Sud en bleu, Nord en violet, Est en vert et Ouest en orange… Ce sont quatre équipes qui s’affrontent dans ce Koh-Lanta nouvelle génération, chacune représentant une partie de la France. Sur le papier, cela paraît alléchant : chaque téléspectatrice et téléspectateur peut ainsi s’imaginer dans l’une d’entre elles et soutenir son camembert normand, à défaut du chorizo corse. 
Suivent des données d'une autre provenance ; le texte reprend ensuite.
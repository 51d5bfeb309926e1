use chrono::{DateTime, NaiveDate, Utc};
use schemars::JsonSchema;
use serde::{Deserialize, Serialize};
use sqlx::{FromRow, SqlitePool, Type};
use uuid::Uuid;

#[derive(Debug, Clone, Copy, Type, Serialize, Deserialize, PartialEq, Eq, JsonSchema)]
#[sqlx(type_name = "requirement_type", rename_all = "snake_case")]
#[serde(rename_all = "snake_case")]
pub enum RequirementType {
    OneTime,
    Recurring,
}

#[derive(Debug, Clone, Copy, Type, Serialize, Deserialize, PartialEq, Eq, JsonSchema)]
#[sqlx(type_name = "frequency", rename_all = "snake_case")]
#[serde(rename_all = "snake_case")]
pub enum Frequency {
    Daily,
    Weekly,
    Monthly,
}

impl std::fmt::Display for Frequency {
    fn fmt(&self, f: &mut std::fmt::Formatter<'_>) -> std::fmt::Result {
        match self {
            Frequency::Daily => write!(f, "daily"),
            Frequency::Weekly => write!(f, "weekly"),
            Frequency::Monthly => write!(f, "monthly"),
        }
    }
}

#[derive(Debug, Clone, Copy, Type, Serialize, Deserialize, PartialEq, Eq, JsonSchema)]
#[sqlx(type_name = "requirement_status", rename_all = "snake_case")]
#[serde(rename_all = "snake_case")]
pub enum RequirementStatus {
    Pending,
    InProgress,
    Completed,
}

impl std::fmt::Display for RequirementStatus {
    fn fmt(&self, f: &mut std::fmt::Formatter<'_>) -> std::fmt::Result {
        match self {
            RequirementStatus::Pending => write!(f, "pending"),
            RequirementStatus::InProgress => write!(f, "in progress"),
            RequirementStatus::Completed => write!(f, "completed"),
        }
    }
}

/// A task attached to a project; either one-off (optionally due on a date) or recurring.
#[derive(Debug, Clone, FromRow, Serialize, Deserialize)]
#[serde(rename_all = "camelCase")]
pub struct Requirement {
    pub id: Uuid,
    pub project_id: Uuid,
    pub name: String,
    pub description: Option<String>,
    pub requirement_type: RequirementType,
    pub frequency: Option<Frequency>,
    pub day_of_week: Option<i64>,
    pub day_of_month: Option<i64>,
    pub due_date: Option<NaiveDate>,
    pub status: RequirementStatus,
    pub owner_id: Option<Uuid>,
    pub template_id: Option<Uuid>,
    pub created_at: DateTime<Utc>,
    pub updated_at: DateTime<Utc>,
}

#[derive(Debug, Clone)]
pub struct CreateRequirement {
    pub project_id: Uuid,
    pub name: String,
    pub description: Option<String>,
    pub requirement_type: RequirementType,
    pub frequency: Option<Frequency>,
    pub day_of_week: Option<i64>,
    pub day_of_month: Option<i64>,
    pub due_date: Option<NaiveDate>,
    pub status: Option<RequirementStatus>,
    pub owner_id: Option<Uuid>,
    pub template_id: Option<Uuid>,
}

#[derive(Debug, Clone, Default)]
pub struct UpdateRequirement {
    pub name: Option<String>,
    pub description: Option<String>,
    pub frequency: Option<Frequency>,
    pub due_date: Option<NaiveDate>,
    pub status: Option<RequirementStatus>,
    pub owner_id: Option<Uuid>,
}

#[derive(Debug, Clone, Copy, Default)]
pub struct RequirementFilter {
    pub project_id: Option<Uuid>,
    pub owner_id: Option<Uuid>,
    pub status: Option<RequirementStatus>,
}

const REQUIREMENT_COLUMNS: &str = "id, project_id, name, description, requirement_type, frequency, \
     day_of_week, day_of_month, due_date, status, owner_id, template_id, created_at, updated_at";

impl Requirement {
    pub async fn find_filtered(
        pool: &SqlitePool,
        filter: RequirementFilter,
    ) -> Result<Vec<Self>, sqlx::Error> {
        let sql = format!(
            r#"SELECT {REQUIREMENT_COLUMNS}
               FROM requirements
               WHERE (? IS NULL OR project_id = ?)
                 AND (? IS NULL OR owner_id = ?)
                 AND (? IS NULL OR status = ?)
               ORDER BY created_at"#
        );
        sqlx::query_as::<_, Requirement>(&sql)
            .bind(filter.project_id)
            .bind(filter.project_id)
            .bind(filter.owner_id)
            .bind(filter.owner_id)
            .bind(filter.status)
            .bind(filter.status)
            .fetch_all(pool)
            .await
    }

    pub async fn find_by_id(pool: &SqlitePool, id: Uuid) -> Result<Option<Self>, sqlx::Error> {
        let sql = format!("SELECT {REQUIREMENT_COLUMNS} FROM requirements WHERE id = ?");
        sqlx::query_as::<_, Requirement>(&sql)
            .bind(id)
            .fetch_optional(pool)
            .await
    }

    pub async fn create(
        pool: &SqlitePool,
        data: &CreateRequirement,
        requirement_id: Uuid,
    ) -> Result<Self, sqlx::Error> {
        let sql = format!(
            r#"INSERT INTO requirements
                (id, project_id, name, description, requirement_type, frequency,
                 day_of_week, day_of_month, due_date, status, owner_id, template_id)
               VALUES (?, ?, ?, ?, ?, ?, ?, ?, ?, COALESCE(?, 'pending'), ?, ?)
               RETURNING {REQUIREMENT_COLUMNS}"#
        );
        sqlx::query_as::<_, Requirement>(&sql)
            .bind(requirement_id)
            .bind(data.project_id)
            .bind(&data.name)
            .bind(&data.description)
            .bind(data.requirement_type)
            .bind(data.frequency)
            .bind(data.day_of_week)
            .bind(data.day_of_month)
            .bind(data.due_date)
            .bind(data.status)
            .bind(data.owner_id)
            .bind(data.template_id)
            .fetch_one(pool)
            .await
    }

    pub async fn update(
        pool: &SqlitePool,
        id: Uuid,
        data: &UpdateRequirement,
    ) -> Result<Self, sqlx::Error> {
        let existing = Self::find_by_id(pool, id)
            .await?
            .ok_or(sqlx::Error::RowNotFound)?;

        let name = data.name.as_ref().unwrap_or(&existing.name);
        let description = data.description.as_ref().or(existing.description.as_ref());
        let frequency = data.frequency.or(existing.frequency);
        let due_date = data.due_date.or(existing.due_date);
        let status = data.status.unwrap_or(existing.status);
        let owner_id = data.owner_id.or(existing.owner_id);

        let sql = format!(
            r#"UPDATE requirements
               SET name        = ?,
                   description = ?,
                   frequency   = ?,
                   due_date    = ?,
                   status      = ?,
                   owner_id    = ?,
                   updated_at  = datetime('now', 'subsec')
               WHERE id = ?
               RETURNING {REQUIREMENT_COLUMNS}"#
        );
        sqlx::query_as::<_, Requirement>(&sql)
            .bind(name)
            .bind(description)
            .bind(frequency)
            .bind(due_date)
            .bind(status)
            .bind(owner_id)
            .bind(id)
            .fetch_one(pool)
            .await
    }

    pub async fn delete(pool: &SqlitePool, id: Uuid) -> Result<u64, sqlx::Error> {
        let result = sqlx::query("DELETE FROM requirements WHERE id = ?")
            .bind(id)
            .execute(pool)
            .await?;
        Ok(result.rows_affected())
    }
}

#[cfg(test)]
mod tests {
    use super::*;
    use crate::models::test_utils::{create_test_member, create_test_project, setup_test_pool};

    fn one_time(project_id: Uuid, name: &str) -> CreateRequirement {
        CreateRequirement {
            project_id,
            name: name.to_string(),
            description: None,
            requirement_type: RequirementType::OneTime,
            frequency: None,
            day_of_week: None,
            day_of_month: None,
            due_date: None,
            status: None,
            owner_id: None,
            template_id: None,
        }
    }

    #[tokio::test]
    async fn create_and_filter_requirements() {
        let pool = setup_test_pool().await;
        let project = create_test_project(&pool, "Ops", None).await;
        let other = create_test_project(&pool, "Growth", None).await;
        let owner = create_test_member(&pool, "Maria", None).await;

        let mut weekly = one_time(project.id, "Weekly sync");
        weekly.requirement_type = RequirementType::Recurring;
        weekly.frequency = Some(Frequency::Weekly);
        weekly.day_of_week = Some(1);
        weekly.owner_id = Some(owner.id);
        let created = Requirement::create(&pool, &weekly, Uuid::new_v4())
            .await
            .expect("failed to create requirement");
        assert_eq!(created.status, RequirementStatus::Pending);
        assert_eq!(created.frequency, Some(Frequency::Weekly));

        let mut dated = one_time(other.id, "Launch");
        dated.due_date = NaiveDate::from_ymd_opt(2026, 11, 2);
        Requirement::create(&pool, &dated, Uuid::new_v4())
            .await
            .expect("failed to create requirement");

        let by_project = Requirement::find_filtered(
            &pool,
            RequirementFilter {
                project_id: Some(project.id),
                ..Default::default()
            },
        )
        .await
        .expect("filter failed");
        assert_eq!(by_project.len(), 1);
        assert_eq!(by_project[0].owner_id, Some(owner.id));

        let by_owner = Requirement::find_filtered(
            &pool,
            RequirementFilter {
                owner_id: Some(owner.id),
                ..Default::default()
            },
        )
        .await
        .expect("filter failed");
        assert_eq!(by_owner.len(), 1);

        let launch = Requirement::find_filtered(&pool, RequirementFilter::default())
            .await
            .expect("filter failed")
            .into_iter()
            .find(|r| r.name == "Launch")
            .expect("launch missing");
        assert_eq!(launch.due_date, NaiveDate::from_ymd_opt(2026, 11, 2));
    }

    #[tokio::test]
    async fn unknown_project_violates_foreign_key() {
        let pool = setup_test_pool().await;
        let result = Requirement::create(&pool, &one_time(Uuid::new_v4(), "Orphan"), Uuid::new_v4()).await;
        assert!(result.is_err());
    }

    #[tokio::test]
    async fn update_keeps_unspecified_fields() {
        let pool = setup_test_pool().await;
        let project = create_test_project(&pool, "Ops", None).await;
        let mut data = one_time(project.id, "Audit");
        data.description = Some("Quarterly audit".into());
        let created = Requirement::create(&pool, &data, Uuid::new_v4())
            .await
            .expect("failed to create requirement");

        let updated = Requirement::update(
            &pool,
            created.id,
            &UpdateRequirement {
                status: Some(RequirementStatus::InProgress),
                ..Default::default()
            },
        )
        .await
        .expect("update failed");

        assert_eq!(updated.status, RequirementStatus::InProgress);
        assert_eq!(updated.description.as_deref(), Some("Quarterly audit"));
        assert_eq!(updated.name, "Audit");
    }
}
Hélas, un village de petits producteurs parisiens est passé par là et ne résiste toujours pas à l’envie de se débarrasser de ses gros clichés sur la “province” qui entoure leur belle capitale. Les quatre régions annoncées sont ainsi disproportionnées et sans liens culturels ou géographiques entre elles. Tout autour de Paris, nous pouvons observer cette chose informe et lointaine, le “reste de la France”, composé de l’ouest, de l’est et du sud. La capitale se retrouve de fait dans l’équipe du Nord. 

J’ai fait commenter cette carte à une amie, Elisa, qui vit aux alentours de Toulouse et connaît particulièrement bien nos régions (contrairement à moi, parisien en voie de gentrification éternelle). D’après elle, il s’agit d’une carte “qui ne traduit pas les solidarités territoriales qui existent réellement. Par exemple les zones sud ouest et sud est sont ignorées au profit de deux espaces : l’ouest et le sud. L’ouest s’apparente à tout ce qui est près de l’Océan ou de la manche. Et le Sud, ce qui est près de la méditerranée. Mais dans les faits : quel est le lien entre un normand et un basque ?, se demande-t-elle.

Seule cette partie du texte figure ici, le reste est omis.